WHAT THE TASK REQUIRES: Output everything in the listing exactly, with no line missing.

INPUT MATERIAL:
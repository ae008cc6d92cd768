use std::io::Read;
use std::path::PathBuf;
use std::process::ExitCode;

use clap::Parser;
use log::{error, info};
use parse_ping::{AppConfig, PingError, PingExecutor, PingParams, Status};

/// Ping a host with the system utility and print the parsed result as JSON.
#[derive(Parser, Debug)]
#[command(author, version, about, long_about = None)]
struct Cli {
    /// The host to ping
    dest: Option<String>,

    /// Number of echo requests to send, 0 leaves the choice to the utility
    #[arg(short, long)]
    count: Option<i64>,

    /// Only use IPv4
    #[arg(short('4'), long, conflicts_with = "v6")]
    v4: bool,

    /// Only use IPv6
    #[arg(short('6'), long)]
    v6: bool,

    /// Interface to send from
    #[arg(long)]
    interface_name: Option<String>,

    /// Source address to send from
    #[arg(long)]
    interface_ip: Option<String>,

    /// Seconds between packets
    #[arg(short, long)]
    interval: Option<f64>,

    /// Number of data bytes to send
    #[arg(short('s'), long)]
    packet_size: Option<i64>,

    /// Read parameters as JSON from a file, '-' for stdin. Flags override file values
    #[arg(long)]
    params: Option<PathBuf>,

    /// Give up on the utility after this long, e.g. '10s'
    #[arg(short, long)]
    timeout: Option<humantime::Duration>,

    /// Config file to use instead of the per-user one
    #[arg(long)]
    config: Option<PathBuf>,

    /// Write the effective config to the per-user config file and exit
    #[arg(long)]
    save_config: bool,

    /// Pretty-print the JSON result
    #[arg(long)]
    pretty: bool,
}

impl Cli {
    fn load_params(&self) -> Result<PingParams, Box<dyn std::error::Error>> {
        let Some(path) = &self.params else {
            return Ok(PingParams::default());
        };
        let content = if path.to_str() == Some("-") {
            let mut buf = String::new();
            std::io::stdin().read_to_string(&mut buf)?;
            buf
        } else {
            std::fs::read_to_string(path)?
        };
        Ok(serde_json::from_str(&content)?)
    }

    /// Applies `--timeout` and `--pretty` on top of the loaded config.
    fn configure(&self, config: &mut AppConfig) -> Result<(), Box<dyn std::error::Error>> {
        if let Some(timeout) = &self.timeout {
            config.set_timeout(**timeout)?;
        }
        config.pretty |= self.pretty;
        Ok(())
    }

    /// Layers command line flags over the file parameters, then config defaults.
    fn merge(self, mut params: PingParams, config: &AppConfig) -> PingParams {
        params.dest = self.dest.or(params.dest);
        params.count = self
            .count
            .or(params.count)
            .or(Some(i64::from(config.default_count)));
        // An address family flag replaces whatever the file asked for
        if self.v4 {
            params.v4 = Some(true);
            params.v6 = Some(false);
        }
        if self.v6 {
            params.v6 = Some(true);
            params.v4 = Some(false);
        }
        params.interface_name = self.interface_name.or(params.interface_name);
        params.interface_ip = self.interface_ip.or(params.interface_ip);
        params.interval = self.interval.or(params.interval);
        params.packet_size = self.packet_size.or(params.packet_size);
        params
    }
}

fn main() -> ExitCode {
    env_logger::init();

    let cli = Cli::parse();

    let mut config = match &cli.config {
        Some(path) => match AppConfig::load_from(path) {
            Ok(config) => config,
            Err(e) => {
                error!("Failed to read config {}: {e}", path.display());
                return ExitCode::from(2);
            }
        },
        None => AppConfig::load(),
    };
    if let Err(e) = cli.configure(&mut config) {
        error!("Invalid options: {e}");
        return ExitCode::from(2);
    }

    if cli.save_config {
        return match config.save() {
            Ok(()) => {
                info!("Saved config");
                ExitCode::SUCCESS
            }
            Err(e) => {
                error!("Failed to save config: {e}");
                ExitCode::from(2)
            }
        };
    }

    let params = match cli.load_params() {
        Ok(params) => params,
        Err(e) => {
            error!("Failed to read parameters: {e}");
            return ExitCode::from(2);
        }
    };

    let executor = PingExecutor::new(config.timeout());
    let outcome = match executor.execute_blocking(cli.merge(params, &config)) {
        Ok(outcome) => outcome,
        Err(PingError::Request(e)) => {
            error!("Invalid parameters: {e}");
            return ExitCode::from(2);
        }
        Err(e) => {
            error!("{e}");
            return ExitCode::from(2);
        }
    };

    let json = if config.pretty {
        serde_json::to_string_pretty(&outcome)
    } else {
        serde_json::to_string(&outcome)
    };
    match json {
        Ok(json) => println!("{json}"),
        Err(e) => {
            error!("Failed to serialize result: {e}");
            return ExitCode::from(2);
        }
    }

    match outcome.status {
        Status::Ok => ExitCode::SUCCESS,
        Status::Failed => ExitCode::from(1),
        Status::TimedOut => ExitCode::from(3),
    }
}

#[cfg(test)]
mod tests {
    use super::*;
    use parse_ping::AddressFamily;
    use std::time::Duration;

    #[test]
    fn flags_override_file() {
        let cli = Cli::parse_from([
            "parse-ping",
            "-c",
            "5",
            "-6",
            "--interface-name",
            "eth1",
            "10.0.0.9",
        ]);
        let file = PingParams {
            dest: Some("127.0.0.1".to_string()),
            count: Some(3),
            packet_size: Some(64),
            ..Default::default()
        };
        let params = cli.merge(file, &AppConfig::default());
        assert_eq!(params.dest.as_deref(), Some("10.0.0.9"));
        assert_eq!(params.count, Some(5));
        assert_eq!(params.v6, Some(true));
        assert_eq!(params.v4, Some(false));
        assert_eq!(params.interface_name.as_deref(), Some("eth1"));
        assert_eq!(params.packet_size, Some(64));
    }

    #[test]
    fn config_supplies_count() {
        let cli = Cli::parse_from(["parse-ping", "example.com"]);
        let config = AppConfig {
            default_count: 7,
            ..Default::default()
        };
        let request = cli.merge(PingParams::default(), &config).validate().unwrap();
        assert_eq!(request.count, 7);
    }

    #[test]
    fn v4_and_v6_conflict() {
        assert!(Cli::try_parse_from(["parse-ping", "-4", "-6", "example.com"]).is_err());
    }

    #[test]
    fn address_family_flag_replaces_file() {
        let file = PingParams {
            dest: Some("example.com".to_string()),
            v4: Some(true),
            ..Default::default()
        };
        let cli = Cli::parse_from(["parse-ping", "-6"]);
        let request = cli.merge(file.clone(), &AppConfig::default()).validate().unwrap();
        assert_eq!(request.family, AddressFamily::V6);

        let cli = Cli::parse_from(["parse-ping"]);
        let request = cli.merge(file, &AppConfig::default()).validate().unwrap();
        assert_eq!(request.family, AddressFamily::V4);
    }

    #[test]
    fn sub_second_timeout() {
        let mut config = AppConfig::default();
        let cli = Cli::parse_from(["parse-ping", "-t", "500ms", "127.0.0.1"]);
        cli.configure(&mut config).unwrap();
        assert_eq!(config.timeout(), Some(Duration::from_millis(500)));

        let cli = Cli::parse_from(["parse-ping", "--timeout", "1500ms", "127.0.0.1"]);
        cli.configure(&mut config).unwrap();
        assert_eq!(config.timeout(), Some(Duration::from_millis(1500)));
    }

    #[test]
    fn zero_timeout_rejected() {
        let mut config = AppConfig::default();
        let cli = Cli::parse_from(["parse-ping", "-t", "0s", "127.0.0.1"]);
        assert!(cli.configure(&mut config).is_err());
        assert_eq!(config.timeout(), Some(Duration::from_secs(30)));
    }
}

EXERCISE OUTPUT:
repository ae008cc6d92cd768
use std::io::Read;
use std::path::PathBuf;
use std::process::ExitCode;

use clap::Parser;
use log::{error, info};
use parse_ping::{AppConfig, PingError, PingExecutor, PingParams, Status};

/// Ping a host with the system utility and print the parsed result as JSON.
#[derive(Parser, Debug)]
#[command(author, version, about, long_about = None)]
struct Cli {
    /// The host to ping
    dest: Option<String>,

    /// Number of echo requests to send, 0 leaves the choice to the utility
    #[arg(short, long)]
    count: Option<i64>,

    /// Only use IPv4
    #[arg(short('4'), long, conflicts_with = "v6")]
    v4: bool,

    /// Only use IPv6
    #[arg(short('6'), long)]
    v6: bool,

    /// Interface to send from
    #[arg(long)]
    interface_name: Option<String>,

    /// Source address to send from
    #[arg(long)]
    interface_ip: Option<String>,

    /// Seconds between packets
    #[arg(short, long)]
    interval: Option<f64>,

    /// Number of data bytes to send
    #[arg(short('s'), long)]
    packet_size: Option<i64>,

    /// Read parameters as JSON from a file, '-' for stdin. Flags override file values
    #[arg(long)]
    params: Option<PathBuf>,

    /// Give up on the utility after this long, e.g. '10s'
    #[arg(short, long)]
    timeout: Option<humantime::Duration>,

    /// Config file to use instead of the per-user one
    #[arg(long)]
    config: Option<PathBuf>,

    /// Write the effective config to the per-user config file and exit
    #[arg(long)]
    save_config: bool,

    /// Pretty-print the JSON result
    #[arg(long)]
    pretty: bool,
}

impl Cli {
    fn load_params(&self) -> Result<PingParams, Box<dyn std::error::Error>> {
        let Some(path) = &self.params else {
            return Ok(PingParams::default());
        };
        let content = if path.to_str() == Some("-") {
            let mut buf = String::new();
            std::io::stdin().read_to_string(&mut buf)?;
            buf
        } else {
            std::fs::read_to_string(path)?
        };
        Ok(serde_json::from_str(&content)?)
    }

    /// Applies `--timeout` and `--pretty` on top of the loaded config.
    fn configure(&self, config: &mut AppConfig) -> Result<(), Box<dyn std::error::Error>> {
        if let Some(timeout) = &self.timeout {
            config.set_timeout(**timeout)?;
        }
        config.pretty |= self.pretty;
        Ok(())
    }

    /// Layers command line flags over the file parameters, then config defaults.
    fn merge(self, mut params: PingParams, config: &AppConfig) -> PingParams {
        params.dest = self.dest.or(params.dest);
        params.count = self
            .count
            .or(params.count)
            .or(Some(i64::from(config.default_count)));
        // An address family flag replaces whatever the file asked for
        if self.v4 {
            params.v4 = Some(true);
            params.v6 = Some(false);
        }
        if self.v6 {
            params.v6 = Some(true);
            params.v4 = Some(false);
        }
        params.interface_name = self.interface_name.or(params.interface_name);
        params.interface_ip = self.interface_ip.or(params.interface_ip);
        params.interval = self.interval.or(params.interval);
        params.packet_size = self.packet_size.or(params.packet_size);
        params
    }
}

fn main() -> ExitCode {
    env_logger::init();

    let cli = Cli::parse();

    let mut config = match &cli.config {
        Some(path) => match AppConfig::load_from(path) {
            Ok(config) => config,
            Err(e) => {
                error!("Failed to read config {}: {e}", path.display());
                return ExitCode::from(2);
            }
        },
        None => AppConfig::load(),
    };
    if let Err(e) = cli.configure(&mut config) {
        error!("Invalid options: {e}");
        return ExitCode::from(2);
    }

    if cli.save_config {
        return match config.save() {
            Ok(()) => {
                info!("Saved config");
                ExitCode::SUCCESS
            }
            Err(e) => {
                error!("Failed to save config: {e}");
                ExitCode::from(2)
            }
        };
    }

    let params = match cli.load_params() {
        Ok(params) => params,
        Err(e) => {
            error!("Failed to read parameters: {e}");
            return ExitCode::from(2);
        }
    };

    let executor = PingExecutor::new(config.timeout());
    let outcome = match executor.execute_blocking(cli.merge(params, &config)) {
        Ok(outcome) => outcome,
        Err(PingError::Request(e)) => {
            error!("Invalid parameters: {e}");
            return ExitCode::from(2);
        }
        Err(e) => {
            error!("{e}");
            return ExitCode::from(2);
        }
    };

    let json = if config.pretty {
        serde_json::to_string_pretty(&outcome)
    } else {
        serde_json::to_string(&outcome)
    };
    match json {
        Ok(json) => println!("{json}"),
        Err(e) => {
            error!("Failed to serialize result: {e}");
            return ExitCode::from(2);
        }
    }

    match outcome.status {
        Status::Ok => ExitCode::SUCCESS,
        Status::Failed => ExitCode::from(1),
        Status::TimedOut => ExitCode::from(3),
    }
}

#[cfg(test)]
mod tests {
    use super::*;
    use parse_ping::AddressFamily;
    use std::time::Duration;

    #[test]
    fn flags_override_file() {
        let cli = Cli::parse_from([
            "parse-ping",
            "-c",
            "5",
            "-6",
            "--interface-name",
            "eth1",
            "10.0.0.9",
        ]);
        let file = PingParams {
            dest: Some("127.0.0.1".to_string()),
            count: Some(3),
            packet_size: Some(64),
            ..Default::default()
        };
        let params = cli.merge(file, &AppConfig::default());
        assert_eq!(params.dest.as_deref(), Some("10.0.0.9"));
        assert_eq!(params.count, Some(5));
        assert_eq!(params.v6, Some(true));
        assert_eq!(params.v4, Some(false));
        assert_eq!(params.interface_name.as_deref(), Some("eth1"));
        assert_eq!(params.packet_size, Some(64));
    }

    #[test]
    fn config_supplies_count() {
        let cli = Cli::parse_from(["parse-ping", "example.com"]);
        let config = AppConfig {
            default_count: 7,
            ..Default::default()
        };
        let request = cli.merge(PingParams::default(), &config).validate().unwrap();
        assert_eq!(request.count, 7);
    }

    #[test]
    fn v4_and_v6_conflict() {
        assert!(Cli::try_parse_from(["parse-ping", "-4", "-6", "example.com"]).is_err());
    }

    #[test]
    fn address_family_flag_replaces_file() {
        let file = PingParams {
            dest: Some("example.com".to_string()),
            v4: Some(true),
            ..Default::default()
        };
        let cli = Cli::parse_from(["parse-ping", "-6"]);
        let request = cli.merge(file.clone(), &AppConfig::default()).validate().unwrap();
        assert_eq!(request.family, AddressFamily::V6);

        let cli = Cli::parse_from(["parse-ping"]);
        let request = cli.merge(file, &AppConfig::default()).validate().unwrap();
        assert_eq!(request.family, AddressFamily::V4);
    }

    #[test]
    fn sub_second_timeout() {
        let mut config = AppConfig::default();
        let cli = Cli::parse_from(["parse-ping", "-t", "500ms", "127.0.0.1"]);
        cli.configure(&mut config).unwrap();
        assert_eq!(config.timeout(), Some(Duration::from_millis(500)));

        let cli = Cli::parse_from(["parse-ping", "--timeout", "1500ms", "127.0.0.1"]);
        cli.configure(&mut config).unwrap();
        assert_eq!(config.timeout(), Some(Duration::from_millis(1500)));
    }

    #[test]
    fn zero_timeout_rejected() {
        let mut config = AppConfig::default();
        let cli = Cli::parse_from(["parse-ping", "-t", "0s", "127.0.0.1"]);
        assert!(cli.configure(&mut config).is_err());
        assert_eq!(config.timeout(), Some(Duration::from_secs(30)));
    }
}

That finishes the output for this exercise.